I'd like to be able to define a condition that is something like:
Display qu6
- if at least 5 subquestions are answered 3, where two have to be answers to subquestions of qu5
and if at least 3 subquestions are answered "4", where one of them is an answer to qu1.
Since there are database fields for each of those subquestions, that should also be do-able. Say your subquestions are names sq1-sq7 (depending upon the number of subquestions for each question), you could make one long relevance equation, but I'd create a couple of hidden Equations to make it easier to debug and validate.
numQeq3 = count(qu1.sq1==3, qu2.sq1==3, qu2.sq2==3, qu2.sq3==3, qu2.sq4==3, qu3.sq1==3, qu3.sq2==3, qu3.sq3==3, qu3.sq4==3, qu4.sq1==3, qu4.sq2==3, qu4.sq3==3, qu4.sq4==3, qu4.sq5==3, qu4.sq6==3, qu4.sq7==3, qu5.sq1==3, qu5.sq2==3, qu5.sq3==3, qu5.sq4==3, qu5.sq5==3, qu5.sq6==3, qu5.sq7==3)
numQeq3inQ5 = count(qu5.sq1==3, qu5.sq2==3, qu5.sq3==3, qu5.sq4==3, qu5.sq5==3, qu5.sq6==3, qu5.sq7==3)
numQeq4 = count(qu1.sq1==4, qu2.sq1==4, qu2.sq2==4, qu2.sq3==4, qu2.sq4==4, qu3.sq1==4, qu3.sq2==4, qu3.sq3==4, qu3.sq4==4, qu4.sq1==4, qu4.sq2==4, qu4.sq3==4, qu4.sq4==4, qu4.sq5==4, qu4.sq6==4, qu4.sq7==4, qu5.sq1==4, qu5.sq2==4, qu5.sq3==4, qu5.sq4==4, qu5.sq5==4, qu5.sq6==4, qu5.sq7==4)
I didn't understand the last condition. Do you mean that if qu1 was answered 1, that at least one of the remaining sub-questions was also answered 1? If so,
lastCondition = count(qu2.sq1==qu1.sq1, qu2.sq2==qu1.sq1, qu2.sq3==qu1.sq1, qu2.sq4==qu1.sq1, qu3.sq1==qu1.sq1, qu3.sq2==qu1.sq1, qu3.sq3==qu1.sq1, qu3.sq4==qu1.sq1, qu4.sq1==qu1.sq1, qu4.sq2==qu1.sq1, qu4.sq3==qu1.sq1, qu4.sq4==qu1.sq1, qu4.sq5==qu1.sq1, qu4.sq6==qu1.sq1, qu4.sq7==qu1.sq1, qu5.sq1==qu1.sq1, qu5.sq2==qu1.sq1, qu5.sq3==qu1.sq1, qu5.sq4==qu1.sq1, qu5.sq5==qu1.sq1, qu5.sq6==qu1.sq1, qu5.sq7)

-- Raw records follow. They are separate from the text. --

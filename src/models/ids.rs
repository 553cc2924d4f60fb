//! Identifier types for budget entities
//!
//! Categories use stable lowercase slugs (`venue`, `photography`) so that
//! assistant patches can address them by name. Contracts and proposals use
//! random UUID newtypes generated by the `define_id!` macro.

use serde::{Deserialize, Serialize};
use std::fmt;
use std::str::FromStr;
use uuid::Uuid;

/// Macro to generate UUID-backed ID newtype wrappers
macro_rules! define_id {
    ($name:ident, $display_prefix:literal) => {
        #[derive(Debug, Clone, Copy, PartialEq, Eq, Hash, Serialize, Deserialize)]
        #[serde(transparent)]
        pub struct $name(Uuid);

        impl $name {
            /// Create a new random ID
            pub fn new() -> Self {
                Self(Uuid::new_v4())
            }

            /// Get the underlying UUID
            pub fn as_uuid(&self) -> &Uuid {
                &self.0
            }
        }

        impl Default for $name {
            fn default() -> Self {
                Self::new()
            }
        }

        impl fmt::Display for $name {
            fn fmt(&self, f: &mut fmt::Formatter<'_>) -> fmt::Result {
                write!(f, "{}{}", $display_prefix, &self.0.to_string()[..8])
            }
        }

        impl FromStr for $name {
            type Err = uuid::Error;

            fn from_str(s: &str) -> Result<Self, Self::Err> {
                let s = s.strip_prefix($display_prefix).unwrap_or(s);
                Ok(Self(Uuid::parse_str(s)?))
            }
        }
    };
}

define_id!(ContractId, "ctr-");
define_id!(ProposalId, "prp-");

/// Stable, lowercase slug identifying a budget category
#[derive(Debug, Clone, PartialEq, Eq, PartialOrd, Ord, Hash, Serialize, Deserialize)]
#[serde(try_from = "String", into = "String")]
pub struct CategoryId(String);

impl CategoryId {
    /// Parse an existing slug, rejecting anything that is not `[a-z0-9-]+`
    pub fn parse(s: &str) -> Result<Self, CategoryIdError> {
        let s = s.trim();
        if s.is_empty() {
            return Err(CategoryIdError::Empty);
        }
        if s.starts_with('-')
            || s.ends_with('-')
            || !s
                .chars()
                .all(|c| c.is_ascii_lowercase() || c.is_ascii_digit() || c == '-')
        {
            return Err(CategoryIdError::NotASlug(s.to_string()));
        }
        Ok(Self(s.to_string()))
    }

    /// Derive a slug from a display name ("Hair & Makeup" -> "hair-makeup")
    pub fn from_name(name: &str) -> Self {
        let mut slug = String::with_capacity(name.len());
        for c in name.trim().chars() {
            if c.is_ascii_alphanumeric() {
                slug.push(c.to_ascii_lowercase());
            } else if !slug.is_empty() && !slug.ends_with('-') {
                slug.push('-');
            }
        }
        while slug.ends_with('-') {
            slug.pop();
        }
        if slug.is_empty() {
            slug.push_str("category");
        }
        Self(slug)
    }

    /// The same slug with a numeric suffix ("flowers" -> "flowers-2")
    pub fn with_suffix(&self, n: u32) -> Self {
        Self(format!("{}-{}", self.0, n))
    }

    /// Get the slug as a string slice
    pub fn as_str(&self) -> &str {
        &self.0
    }
}

impl fmt::Display for CategoryId {
    fn fmt(&self, f: &mut fmt::Formatter<'_>) -> fmt::Result {
        f.write_str(&self.0)
    }
}

impl FromStr for CategoryId {
    type Err = CategoryIdError;

    fn from_str(s: &str) -> Result<Self, Self::Err> {
        Self::parse(s)
    }
}

impl TryFrom<String> for CategoryId {
    type Error = CategoryIdError;

    fn try_from(value: String) -> Result<Self, Self::Error> {
        Self::parse(&value)
    }
}

impl From<CategoryId> for String {
    fn from(id: CategoryId) -> Self {
        id.0
    }
}

/// Errors for category slugs
#[derive(Debug, Clone, PartialEq, Eq)]
pub enum CategoryIdError {
    Empty,
    NotASlug(String),
}

impl fmt::Display for CategoryIdError {
    fn fmt(&self, f: &mut fmt::Formatter<'_>) -> fmt::Result {
        match self {
            Self::Empty => write!(f, "Category id cannot be empty"),
            Self::NotASlug(s) => write!(
                f,
                "Category id '{}' must be a lowercase slug (a-z, 0-9, '-')",
                s
            ),
        }
    }
}

impl std::error::Error for CategoryIdError {}

#[cfg(test)]
mod tests {
    use super::*;

    #[test]
    fn test_contract_id_display() {
        let id = ContractId::new();
        let display = format!("{}", id);
        assert!(display.starts_with("ctr-"));
        assert_eq!(display.len(), 12);
    }

    #[test]
    fn test_uuid_id_parse_with_prefix() {
        let uuid_str = "550e8400-e29b-41d4-a716-446655440000";
        let id: ContractId = format!("ctr-{}", uuid_str).parse().unwrap();
        assert_eq!(id.as_uuid().to_string(), uuid_str);
    }

    #[test]
    fn test_slug_from_name() {
        assert_eq!(CategoryId::from_name("Venue").as_str(), "venue");
        assert_eq!(CategoryId::from_name("Hair & Makeup").as_str(), "hair-makeup");
        assert_eq!(CategoryId::from_name("  Rings!  ").as_str(), "rings");
        assert_eq!(CategoryId::from_name("???").as_str(), "category");
    }

    #[test]
    fn test_slug_parse() {
        assert!(CategoryId::parse("party-bus").is_ok());
        assert_eq!(CategoryId::parse(""), Err(CategoryIdError::Empty));
        assert!(matches!(
            CategoryId::parse("Venue"),
            Err(CategoryIdError::NotASlug(_))
        ));
        assert!(CategoryId::parse("-venue").is_err());
    }

    #[test]
    fn test_slug_suffix() {
        let id = CategoryId::from_name("Flowers");
        assert_eq!(id.with_suffix(2).as_str(), "flowers-2");
    }

    #[test]
    fn test_slug_serialization() {
        let id = CategoryId::parse("venue").unwrap();
        let json = serde_json::to_string(&id).unwrap();
        assert_eq!(json, "\"venue\"");
        assert!(serde_json::from_str::<CategoryId>("\"Not A Slug\"").is_err());
    }
}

Then, the relevance equation for qu6 would be:
(numQeq3 >= 5) and (numQeq3inQ5 >= 2) and (numQeq4 >= 3) and (lastCondition >= 1)
claudio123 wrote:
3) It would be great if this worked no matter if qu6 is on the same or on the next page (=in the same group).
Yes, this approach would work even if qu6 was on the same page.